Exercise requirements: Each line of the material below is to be checked for "Serialize"; the number of matching lines is the only output expected.
══════════════════════════════
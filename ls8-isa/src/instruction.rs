//! # LS8 Instruction Decoding
//!
//! [`Instruction`] is the decoded form of a three-byte fetch window:
//! the opcode byte plus the two bytes after it. [`Instruction::decode`]
//! validates only the operand bytes the opcode consumes; trailing bytes of
//! shorter instructions are ignored.

use crate::error::IsaError;
use crate::opcode::Opcode;
use crate::register::Register;
use serde::{Deserialize, Serialize};

/// ALU operation selector
///
/// Closed set: every selector here has an implementation, and the only way
/// to obtain one from an opcode is the fallible conversion below.
#[derive(Clone, Copy, Debug, PartialEq, Eq, Hash, Serialize, Deserialize)]
pub enum AluOp {
    Add,
    Sub,
    Mul,
    Div,
    Mod,
    And,
    Xor,
    Cmp,
}

impl TryFrom<Opcode> for AluOp {
    type Error = IsaError;

    fn try_from(opcode: Opcode) -> Result<Self, IsaError> {
        match opcode {
            Opcode::Add => Ok(AluOp::Add),
            Opcode::Sub => Ok(AluOp::Sub),
            Opcode::Mul => Ok(AluOp::Mul),
            Opcode::Div => Ok(AluOp::Div),
            Opcode::Mod => Ok(AluOp::Mod),
            Opcode::And => Ok(AluOp::And),
            Opcode::Xor => Ok(AluOp::Xor),
            Opcode::Cmp => Ok(AluOp::Cmp),
            _ => Err(IsaError::UnsupportedAluOp(opcode)),
        }
    }
}

/// A decoded LS8 instruction
#[derive(Clone, Copy, Debug, PartialEq, Eq, Serialize, Deserialize)]
pub enum Instruction {
    // ========== Control ==========
    /// HLT: stop execution
    Hlt,
    /// RET: PC = pop()
    Ret,

    // ========== Data ==========
    /// LDI: reg = value
    Ldi { reg: Register, value: u8 },
    /// PRN: print reg in decimal
    Prn { reg: Register },

    // ========== ALU ==========
    /// ALU operation: write-back into `a`, or FL for CMP
    Alu { op: AluOp, a: Register, b: Register },

    // ========== Stack ==========
    /// PUSH: push(reg)
    Push { reg: Register },
    /// POP: reg = pop()
    Pop { reg: Register },

    // ========== Subroutines and jumps ==========
    /// CALL: push(PC + 2); PC = reg
    Call { reg: Register },
    /// JMP: PC = reg
    Jmp { reg: Register },
    /// JEQ: if E: PC = reg
    Jeq { reg: Register },
    /// JNE: if !E: PC = reg
    Jne { reg: Register },
    /// JGT: if G: PC = reg
    Jgt { reg: Register },
    /// JLT: if L: PC = reg
    Jlt { reg: Register },
    /// JGE: if G or E: PC = reg
    Jge { reg: Register },
}

impl Instruction {
    /// Decode a fetch window
    pub fn decode(opcode: u8, a: u8, b: u8) -> Result<Self, IsaError> {
        let opcode = Opcode::from_u8(opcode).ok_or(IsaError::UnknownOpcode(opcode))?;

        let instruction = match opcode {
            Opcode::Hlt => Instruction::Hlt,
            Opcode::Ret => Instruction::Ret,

            Opcode::Ldi => Instruction::Ldi {
                reg: register(a)?,
                value: b,
            },
            Opcode::Prn => Instruction::Prn { reg: register(a)? },

            Opcode::Push => Instruction::Push { reg: register(a)? },
            Opcode::Pop => Instruction::Pop { reg: register(a)? },

            Opcode::Call => Instruction::Call { reg: register(a)? },
            Opcode::Jmp => Instruction::Jmp { reg: register(a)? },
            Opcode::Jeq => Instruction::Jeq { reg: register(a)? },
            Opcode::Jne => Instruction::Jne { reg: register(a)? },
            Opcode::Jgt => Instruction::Jgt { reg: register(a)? },
            Opcode::Jlt => Instruction::Jlt { reg: register(a)? },
            Opcode::Jge => Instruction::Jge { reg: register(a)? },

            Opcode::Add
            | Opcode::Sub
            | Opcode::Mul
            | Opcode::Div
            | Opcode::Mod
            | Opcode::Cmp
            | Opcode::And
            | Opcode::Xor => Instruction::Alu {
                op: AluOp::try_from(opcode)?,
                a: register(a)?,
                b: register(b)?,
            },
        };

        Ok(instruction)
    }
}

fn register(operand: u8) -> Result<Register, IsaError> {
    Register::from_index(operand).ok_or(IsaError::InvalidRegister(operand))
}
══════════════════════════════
Response to the exercise: 3